> -----Original Message-----
> From: Mark Thomas <ma...@apache.org>
> Sent: Thursday, November 12, 2020 4:08 AM
> To: Tomcat Users List <users@tomcat.apache.org>; Eric Robinson
> <eric.robin...@psmnv.com>
> Subject: Re: Weirdest Tomcat Behavior Ever?
>
> On 11/11/2020 22:48, Eric Robinson wrote:
> >> -----Original Message-----
> >> From: Mark Thomas <ma...@apache.org>
> >> Sent: Monday, November 9, 2020 5:59 AM
> >> To: users@tomcat.apache.org
> >> Subject: Re: Weirdest Tomcat Behavior Ever?
> >>
> >> Eric,
> >>
> >> Time to prune the history and provide another summary I think. This
> >> summary isn't complete. There is more information in the history of
> >> the thread. I'm trying to focus on what seems to be the key information.
> >>
> >
> > Hi Mark -- So sorry for going silent for a couple of days.
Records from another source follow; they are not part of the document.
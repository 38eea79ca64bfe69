//! Turn and frame scheduling for registered enemies.

use tracing::{debug, info, warn};

use game_core::{AnimationStatus, Enemy, EnemyError, EntityId, GameError, TurnEnv, TurnOutcome};

/// What happened during one scheduled turn.
#[derive(Clone, Debug, Default, PartialEq)]
pub struct TurnReport {
    pub turn: u64,
    /// Outcomes in registration order.
    pub actions: Vec<(EntityId, TurnOutcome)>,
    /// Enemies that could not act this turn.
    pub skipped: Vec<(EntityId, EnemyError)>,
    /// Destroyed enemies dropped before the turn ran.
    pub removed: Vec<EntityId>,
}

/// What happened during one frame tick.
#[derive(Clone, Debug, Default, PartialEq, Eq)]
pub struct FrameReport {
    /// Knockbacks still in flight after the tick.
    pub running: usize,
    /// Enemies whose knockback returned to rest on this tick.
    pub finished: Vec<EntityId>,
}

/// Owns the enemies and drives both cadences over them.
///
/// Each enemy's `decide_and_act` is called exactly once per turn, in the
/// order the enemies were registered.
#[derive(Clone, Debug, Default)]
pub struct TurnScheduler {
    enemies: Vec<Enemy>,
    turn: u64,
}

impl TurnScheduler {
    pub fn new() -> Self {
        Self::default()
    }

    pub fn register(&mut self, enemy: Enemy) {
        info!(
            target: "runtime::scheduler",
            enemy = %enemy.id(),
            cell = %enemy.cell(),
            hit_points = enemy.hit_points(),
            "enemy registered"
        );
        self.enemies.push(enemy);
    }

    /// Number of turns run so far.
    pub fn turn(&self) -> u64 {
        self.turn
    }

    pub fn enemies(&self) -> &[Enemy] {
        &self.enemies
    }

    pub fn enemy(&self, id: EntityId) -> Option<&Enemy> {
        self.enemies.iter().find(|enemy| enemy.id() == id)
    }

    pub fn enemy_mut(&mut self, id: EntityId) -> Option<&mut Enemy> {
        self.enemies.iter_mut().find(|enemy| enemy.id() == id)
    }

    pub fn len(&self) -> usize {
        self.enemies.len()
    }

    pub fn is_empty(&self) -> bool {
        self.enemies.is_empty()
    }

    /// Runs one turn for every live enemy.
    ///
    /// Errors are per-enemy: an enemy whose target is gone is skipped and the
    /// rest still act.
    pub fn run_turn(&mut self, env: &mut TurnEnv<'_>) -> TurnReport {
        self.turn += 1;
        let mut report = TurnReport {
            turn: self.turn,
            removed: self.prune_destroyed(),
            ..TurnReport::default()
        };

        for enemy in &mut self.enemies {
            match enemy.decide_and_act(env) {
                Ok(outcome) => {
                    debug!(
                        target: "runtime::scheduler",
                        turn = self.turn,
                        enemy = %enemy.id(),
                        ?outcome,
                        "enemy turn"
                    );
                    report.actions.push((enemy.id(), outcome));
                }
                Err(error) => {
                    warn!(
                        target: "runtime::scheduler",
                        turn = self.turn,
                        enemy = %enemy.id(),
                        code = error.error_code(),
                        %error,
                        "enemy skipped"
                    );
                    report.skipped.push((enemy.id(), error));
                }
            }
        }

        report
    }

    /// Advances every knockback by `dt` seconds.
    pub fn tick(&mut self, dt: f32) -> FrameReport {
        let mut report = FrameReport::default();
        for enemy in &mut self.enemies {
            match enemy.tick(dt) {
                AnimationStatus::Running(_) => report.running += 1,
                AnimationStatus::Finished => report.finished.push(enemy.id()),
                AnimationStatus::Idle | AnimationStatus::Destroyed => {}
            }
        }
        report
    }

    fn prune_destroyed(&mut self) -> Vec<EntityId> {
        let mut removed = Vec::new();
        self.enemies.retain(|enemy| {
            if enemy.is_alive() {
                true
            } else {
                removed.push(enemy.id());
                false
            }
        });
        for id in &removed {
            info!(target: "runtime::scheduler", enemy = %id, "destroyed enemy dropped");
        }
        removed
    }
}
Our organization 
> > is
> neck-deep in a huge compliance project. Combine that with this issue we're
> working on together, and it's Perfect Storm time around here. We have a big
> meeting with the client and vendor tomorrow about all this and I'm working
> like heck to prevent this important customer from jumping ship.
>
> Understood. Let me know if there is anything I can do to help.
>
> > Now back to it!
> >
> >>
> >> Overview:
> >> A small number of requests are receiving a completely empty (no
> >> headers, no body) response.
> >>
> >
> > Just a FIN packet and that's all.
>
> Agreed.
>
> >> Environment
> >> Tomcat 7.0.72
> >>  - BIO HTTP (issue also observed with NIO)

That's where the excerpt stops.